I decided to port the number to PagePlus Cellular, another Verizon prepaid MVNO. PagePlus has been in business for over 10 years, has good rates and we could continue to use the e816 which my wife really likes. It took Amp’d about 28 hours to port out the number which while far longer than the typical 3 hours but understandable considering Amp’d’s impoverished and understaffed state. At this point the phone, which had worked up until Amp’d ported out he number, went dead which is normal during a port. According to PagePlus getting the number from Amp’d was supposed to be the hard part. All that had to happen now was for the automated porting system at Verizon to transfer the ported number to the PagePlus billing system – a process that should take no more than a few minutes.

So I waited – and waited. After three hours it was obvious that something was wrong. A PagePlus rep told me that my port along with many others was stuck in Verizon’s porting system. PagePlus escalated the issue with Verizon and we were told the problem should be resolved in no more than 24 hours.
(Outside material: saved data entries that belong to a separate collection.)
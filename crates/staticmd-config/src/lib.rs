//! Staticmd Config
//!
//! This crate handles configuration loading and management
//! for staticmd, supporting TOML configuration files.
//!
//! # Overview
//!
//! Configuration is looked up in order:
//! - `staticmd.toml` in the working directory
//! - the platform-specific config file:
//!   - Linux: `~/.config/staticmd/config.toml`
//!   - macOS: `~/Library/Application Support/staticmd/config.toml`
//!   - Windows: `%APPDATA%\staticmd\config.toml`
//! - built-in defaults
//!
//! # Example
//!
//! ```no_run
//! use staticmd_config::Config;
//!
//! // Load config with defaults
//! let config = Config::load().unwrap();
//!
//! // Or load with an override file
//! let config = Config::load_with_override(Some("./custom.toml")).unwrap();
//! ```

mod site;
mod template;

pub use site::{PartialSiteConfig, SiteConfig};
pub use template::{PartialTemplateConfig, TemplateConfig};

use log::debug;
use serde::{Deserialize, Serialize};
use std::path::{Path, PathBuf};
use staticmd_core::{Result, StaticmdError};

/// Name of the per-project config file looked up in the working directory.
pub const LOCAL_CONFIG_FILE: &str = "staticmd.toml";

/// Default TOML configuration string.
const DEFAULT_TOML: &str = r#"[site]
Content  = "content"
Static   = "static"
Output   = "docs"
Template = "template.html"
BasePath = "/"

[template]
Title   = "{{ Title }}"
Content = "{{ Content }}"
"#;

/// Main configuration structure.
#[derive(Debug, Clone, PartialEq, Eq, Serialize, Deserialize)]
pub struct Config {
    /// Site layout configuration
    #[serde(default)]
    pub site: SiteConfig,

    /// Template placeholder configuration
    #[serde(default)]
    pub template: TemplateConfig,
}

/// An override config: only the keys it names are applied by [`Config::merge`].
#[derive(Debug, Clone, Default, PartialEq, Eq, Deserialize)]
pub struct PartialConfig {
    #[serde(default)]
    pub site: PartialSiteConfig,

    #[serde(default)]
    pub template: PartialTemplateConfig,
}

impl Default for Config {
    fn default() -> Self {
        // Parse the default TOML to ensure consistency
        toml::from_str(DEFAULT_TOML).expect("Default TOML should be valid")
    }
}

impl Config {
    /// Returns the default TOML configuration string.
    ///
    /// # Example
    ///
    /// ```
    /// use staticmd_config::Config;
    /// let toml = Config::default_toml();
    /// assert!(toml.contains("[site]"));
    /// assert!(toml.contains("[template]"));
    /// ```
    pub fn default_toml() -> &'static str {
        DEFAULT_TOML
    }

    /// Returns the platform-specific configuration file path.
    pub fn config_path() -> Option<PathBuf> {
        Self::config_dir().map(|dir| dir.join("config.toml"))
    }

    /// Returns the platform-specific configuration directory.
    pub fn config_dir() -> Option<PathBuf> {
        directories::ProjectDirs::from("", "", "staticmd")
            .map(|dirs| dirs.config_dir().to_path_buf())
    }

    /// Load configuration from the first config file found.
    ///
    /// If no config file exists, returns the default configuration.
    pub fn load() -> Result<Self> {
        let local = PathBuf::from(LOCAL_CONFIG_FILE);
        if local.exists() {
            return Self::load_from(&local);
        }

        if let Some(config_path) = Self::config_path() {
            if config_path.exists() {
                return Self::load_from(&config_path);
            }
        }

        debug!("No config file found, using defaults");
        Ok(Self::default())
    }

    /// Load configuration from a specific path.
    ///
    /// # Example
    ///
    /// ```no_run
    /// use staticmd_config::Config;
    /// use std::path::Path;
    /// let config = Config::load_from(Path::new("./staticmd.toml")).unwrap();
    /// ```
    pub fn load_from(path: &Path) -> Result<Self> {
        debug!("Loading config from {}", path.display());
        let content = std::fs::read_to_string(path)?;
        toml::from_str(&content)
            .map_err(|e| StaticmdError::Config(format!("Parse error in {}: {}", path.display(), e)))
    }

    /// Load configuration with an optional override file or string.
    ///
    /// 1. Load the base config via [`Config::load`]
    /// 2. If `override_config` names an existing file, load and merge it;
    ///    otherwise parse it as inline TOML and merge that
    ///
    /// # Example
    ///
    /// ```no_run
    /// use staticmd_config::Config;
    ///
    /// // Load with inline TOML override
    /// let config = Config::load_with_override(Some("[site]\nOutput = \"public\"")).unwrap();
    /// ```
    pub fn load_with_override(override_config: Option<&str>) -> Result<Self> {
        let mut config = Self::load()?;
        if let Some(override_str) = override_config {
            config.apply_override(override_str)?;
        }
        Ok(config)
    }

    /// Merge an override given as a file path or inline TOML into this config.
    ///
    /// Keys the override leaves out keep their current values.
    pub fn apply_override(&mut self, override_str: &str) -> Result<()> {
        let override_path = Path::new(override_str);

        let override_toml = if override_path.exists() {
            std::fs::read_to_string(override_path)?
        } else {
            override_str.to_string()
        };

        let partial: PartialConfig = toml::from_str(&override_toml)
            .map_err(|e| StaticmdError::Config(format!("Override parse error: {}", e)))?;

        self.merge(&partial);
        Ok(())
    }

    /// Merge another config into this one.
    ///
    /// Values set in `other` take precedence over values in `self`.
    ///
    /// # Example
    ///
    /// ```
    /// use staticmd_config::{Config, PartialConfig};
    ///
    /// let mut base = Config::default();
    /// let override_config: PartialConfig = toml::from_str(r#"
    ///     [site]
    ///     BasePath = "/blog/"
    /// "#).unwrap();
    ///
    /// base.merge(&override_config);
    /// assert_eq!(base.site.base_path, "/blog/");
    /// ```
    pub fn merge(&mut self, other: &PartialConfig) {
        self.site.merge(&other.site);
        self.template.merge(&other.template);
    }

    /// Save configuration to a file.
    pub fn save_to(&self, path: &Path) -> Result<()> {
        let toml_string = toml::to_string_pretty(self)
            .map_err(|e| StaticmdError::Config(format!("Serialization error: {}", e)))?;
        std::fs::write(path, toml_string)?;
        Ok(())
    }
}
So we waited some more. 24 hours stretched into 48 and finally PagePlus delivered the bad news. Verizon was suddenly claiming that all Motorola e816’s had a defect in their “Push to Talk” application that caused them to generate excessive data traffic on the network. Verizon would not be accepting any more e816 ports on their network and e816 users whose ports had completed would be disconnected. Thorough the whole process PagePlus’ support was superb. Hardly even any hold time and the reps were consistently courteous and technically knowledgeable.

The PTT application can be easily deleted from the e816 by the user but Verizon with the typical mobile carrier customer be damed attitude decided to ban the phones rather than trusting users to delete the application. Update: It turns out that the PTT application can only be deleted from early versions of the e816s, with software version 1.4. Recent e816s have V. 2.5 which has the Delete option disabled! Even more annoying is Verizon apparently deliberately stalled the ports while they decided what to do.

In the end I bought my wife a new V3m RAZR on sale for $120 and activated it on PagePlus with no problems. In spite of the hassles I still think the Amp’d experience was worth it. Even with buying two new phones we saved over $130 in 10 months compared with cost of staying on Sprint and I got to play with streaming video on the mobile web at 3G speeds.

3 thoughts on “My Amp’d Mobile Experience

  1. Javier,

    If you mean the headphones that came with the e816, they were black in-ear type with clear neoprene inserts (3 sizes of inserts were provided) that fit snugly in the ear canal and have the Amp’d logo on them. My wife is still using them with an adapter on her RAZR.

    Dennis

  2. Hello
    Could you tell me what kind of headphones did you get??